▶ **WORK REQUIRED**
Each line of the records that holds "until" should be shown in full.

▶ **EXTRACTED INFORMATION**
use super::{BACK_TO_MENU, Flow, Session, Stored, corrupted_label};
use crate::error::Result;
use crate::models::{AccountDraft, AccountRecord, Field, mask, validate_for_create};
use crate::store::SecretStore;
use crate::tui::Prompter;
use crate::utils::{GitConfig, export_path, export_record};
use colored::Colorize;

/// Where the list/view/edit flow currently is.
enum State {
    /// Choosing an account from the list.
    Browsing,
    /// Showing one account's details.
    Viewing(AccountRecord),
    /// Picking fields to change. `saved` is what the store holds; `working`
    /// collects edits until Save & Exit.
    Editing {
        saved: AccountRecord,
        working: AccountDraft,
    },
    /// Changing one field of the working copy.
    EditingField {
        saved: AccountRecord,
        working: AccountDraft,
        field: Field,
    },
}

enum Step {
    Go(State),
    Leave(Flow<()>),
}

const EDIT: &str = "Edit";
const EXPORT: &str = "Export JSON";
const BACK_TO_LIST: &str = "Back to Account List";
const SAVE_EXIT: &str = "Save & Exit";
const CANCEL: &str = "Cancel";

/// Browse, view, edit and export stored accounts until the user leaves.
pub fn run<S, G, P>(s: &mut Session<S, G, P>) -> Result<Flow<()>>
where
    S: SecretStore,
    G: GitConfig,
    P: Prompter,
{
    if s.load_accounts()?.is_empty() {
        s.no_accounts();
        return Ok(Flow::Done(()));
    }

    let mut state = State::Browsing;
    loop {
        let step = match state {
            State::Browsing => browse(s)?,
            State::Viewing(record) => view(s, record)?,
            State::Editing { saved, working } => edit(s, saved, working)?,
            State::EditingField {
                saved,
                working,
                field,
            } => edit_field(s, saved, working, field)?,
        };
        match step {
            Step::Go(next) => state = next,
            Step::Leave(flow) => return Ok(flow),
        }
    }
}

/// One line per account, `user (email) | Commits: name (email)`.
pub fn print_plain<S, G, P>(s: &mut Session<S, G, P>) -> Result<()>
where
    S: SecretStore,
    G: GitConfig,
    P: Prompter,
{
    let accounts = s.load_accounts()?;
    if accounts.is_empty() {
        s.no_accounts();
        return Ok(());
    }
    s.ui.say(&format!("  {}", "Saved accounts:".bold()));
    for account in &accounts {
        let line = match account {
            Stored::Valid(record) => record.commit_summary(),
            Stored::Corrupted(id) => corrupted_label(id),
        };
        s.ui.say(&format!("  - {line}"));
    }
    Ok(())
}

/// Detail lines for one record. The token is only ever shown masked.
pub fn render_details(record: &AccountRecord) -> Vec<String> {
    vec![
        String::new(),
        format!("  {}", "Account details".bold()),
        format!("  {:<17} {}", "GitHub Username:".dimmed(), record.github_user),
        format!("  {:<17} {}", "GitHub Email:".dimmed(), record.github_email),
        format!("  {:<17} {}", "Commit Name:".dimmed(), record.commit_name),
        format!("  {:<17} {}", "Commit Email:".dimmed(), record.commit_email),
        format!("  {:<17} {}", "Token:".dimmed(), record.masked_token()),
        String::new(),
    ]
}

fn browse<S, G, P>(s: &mut Session<S, G, P>) -> Result<Step>
where
    S: SecretStore,
    G: GitConfig,
    P: Prompter,
{
    let accounts = s.load_accounts()?;
    if accounts.is_empty() {
        s.no_accounts();
        return Ok(Step::Leave(Flow::Done(())));
    }

    let mut items: Vec<String> = accounts.iter().map(Stored::label).collect();
    items.push(BACK_TO_MENU.dimmed().to_string());

    let Some(index) = s.ui.select("Select an account to view/edit", &items, 0) else {
        return Ok(Step::Leave(Flow::Cancel));
    };
    match accounts.into_iter().nth(index) {
        Some(Stored::Valid(record)) => Ok(Step::Go(State::Viewing(record))),
        Some(Stored::Corrupted(id)) => {
            s.say_err(&format!("Account '{id}' has corrupted data and cannot be shown."));
            Ok(Step::Go(State::Browsing))
        }
        None => Ok(Step::Leave(Flow::Back)),
    }
}

fn view<S, G, P>(s: &mut Session<S, G, P>, record: AccountRecord) -> Result<Step>
where
    S: SecretStore,
    G: GitConfig,
    P: Prompter,
{
    for line in render_details(&record) {
        s.ui.say(&line);
    }

    let items = [EDIT, EXPORT, BACK_TO_LIST, BACK_TO_MENU].map(String::from);
    match s.ui.select("Select an action", &items, 0) {
        Some(0) => {
            let working = record.to_draft();
            Ok(Step::Go(State::Editing {
                saved: record,
                working,
            }))
        }
        Some(1) => {
            export(s, &record);
            Ok(Step::Go(State::Viewing(record)))
        }
        Some(3) => Ok(Step::Leave(Flow::Back)),
        _ => Ok(Step::Go(State::Browsing)),
    }
}

fn edit<S, G, P>(s: &mut Session<S, G, P>, saved: AccountRecord, working: AccountDraft) -> Result<Step>
where
    S: SecretStore,
    G: GitConfig,
    P: Prompter,
{
    let mut items: Vec<String> = Field::ALL
        .iter()
        .map(|&field| {
            let value = match field {
                Field::Token => mask(working.get(field)),
                _ => working.get(field).to_string(),
            };
            format!("{:<17} {}", format!("{}:", field.label()).dimmed(), value)
        })
        .collect();
    items.push(SAVE_EXIT.green().to_string());
    items.push(CANCEL.to_string());
    items.push(BACK_TO_MENU.dimmed().to_string());

    let fields = Field::ALL.len();
    match s.ui.select("Select a field to edit", &items, 0) {
        Some(i) if i < fields => Ok(Step::Go(State::EditingField {
            saved,
            working,
            field: Field::ALL[i],
        })),
        Some(i) if i == fields => save_edit(s, saved, working),
        Some(i) if i == fields + 2 => Ok(Step::Leave(Flow::Back)),
        _ => {
            s.say_dim("Edit canceled, returning to account view.");
            Ok(Step::Go(State::Viewing(saved)))
        }
    }
}

fn edit_field<S, G, P>(
    s: &mut Session<S, G, P>,
    saved: AccountRecord,
    mut working: AccountDraft,
    field: Field,
) -> Result<Step>
where
    S: SecretStore,
    G: GitConfig,
    P: Prompter,
{
    let value = match field {
        Field::Token => s
            .ui
            .password("New token (Enter to keep current)")
            .map(|t| if t.is_empty() { working.token.clone() } else { t }),
        _ => s
            .ui
            .input(&format!("Edit {}", field.label()), working.get(field)),
    };
    let Some(value) = value else {
        return Ok(Step::Go(State::Editing { saved, working }));
    };

    let items = ["Save", CANCEL, BACK_TO_MENU].map(String::from);
    match s.ui.select("Do you want to save or cancel?", &items, 0) {
        Some(0) => {
            working.set(field, value);
            s.say_ok(&format!("{} updated", field.label()));
        }
        Some(2) => return Ok(Step::Leave(Flow::Back)),
        _ => s.say_dim(&format!("Edit of {} canceled", field.label())),
    }
    Ok(Step::Go(State::Editing { saved, working }))
}

/// Persist the working copy. A renamed account is written under its new id
/// before the old entry is removed.
fn save_edit<S, G, P>(s: &mut Session<S, G, P>, saved: AccountRecord, working: AccountDraft) -> Result<Step>
where
    S: SecretStore,
    G: GitConfig,
    P: Prompter,
{
    let record = match validate_for_create(&working) {
        Ok(record) => record,
        Err(missing) => {
            s.say_err(&format!("Cannot save: {missing}"));
            return Ok(Step::Go(State::Editing { saved, working }));
        }
    };

    let renamed = record.github_user != saved.github_user;
    if renamed && s.exists(&record.github_user)? {
        let prompt = format!(
            "Account '{}' already exists. Overwrite?",
            record.github_user.yellow()
        );
        if s.ui.confirm(&prompt, false) != Some(true) {
            s.say_dim("Save canceled.");
            return Ok(Step::Go(State::Editing { saved, working }));
        }
    }

    s.upsert(&record)?;
    if renamed {
        s.store.delete_secret(&saved.github_user)?;
    }
    s.say_ok(&format!("Account updated: {}", record.github_user));
    Ok(Step::Go(State::Viewing(record)))
}

/// Write `<githubUser>.json`, warning first because the token is included.
fn export<S, G, P>(s: &mut Session<S, G, P>, record: &AccountRecord)
where
    S: SecretStore,
    G: GitConfig,
    P: Prompter,
{
    let dir = s.settings.export_dir();
    let path = match export_path(&dir, record) {
        Ok(path) => path,
        Err(e) => {
            s.say_err(&format!("Export failed: {e}"));
            return;
        }
    };

    if s.settings.confirm_export {
        s.say_warn("The export contains your token in plaintext.");
        if path.exists() {
            s.say_warn(&format!("{} exists and will be overwritten.", path.display()));
        }
        let prompt = format!("Write {}?", path.display());
        if s.ui.confirm(&prompt, false) != Some(true) {
            s.say_dim("Export canceled.");
            return;
        }
    }

    match export_record(&dir, record) {
        Ok(path) => s.say_ok(&format!("Account exported to {}", path.display())),
        Err(e) => s.say_err(&format!("Export failed: {e}")),
    }
}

▶ **EXERCISE ANSWER**
    /// collects edits until Save & Exit.
/// Browse, view, edit and export stored accounts until the user leaves.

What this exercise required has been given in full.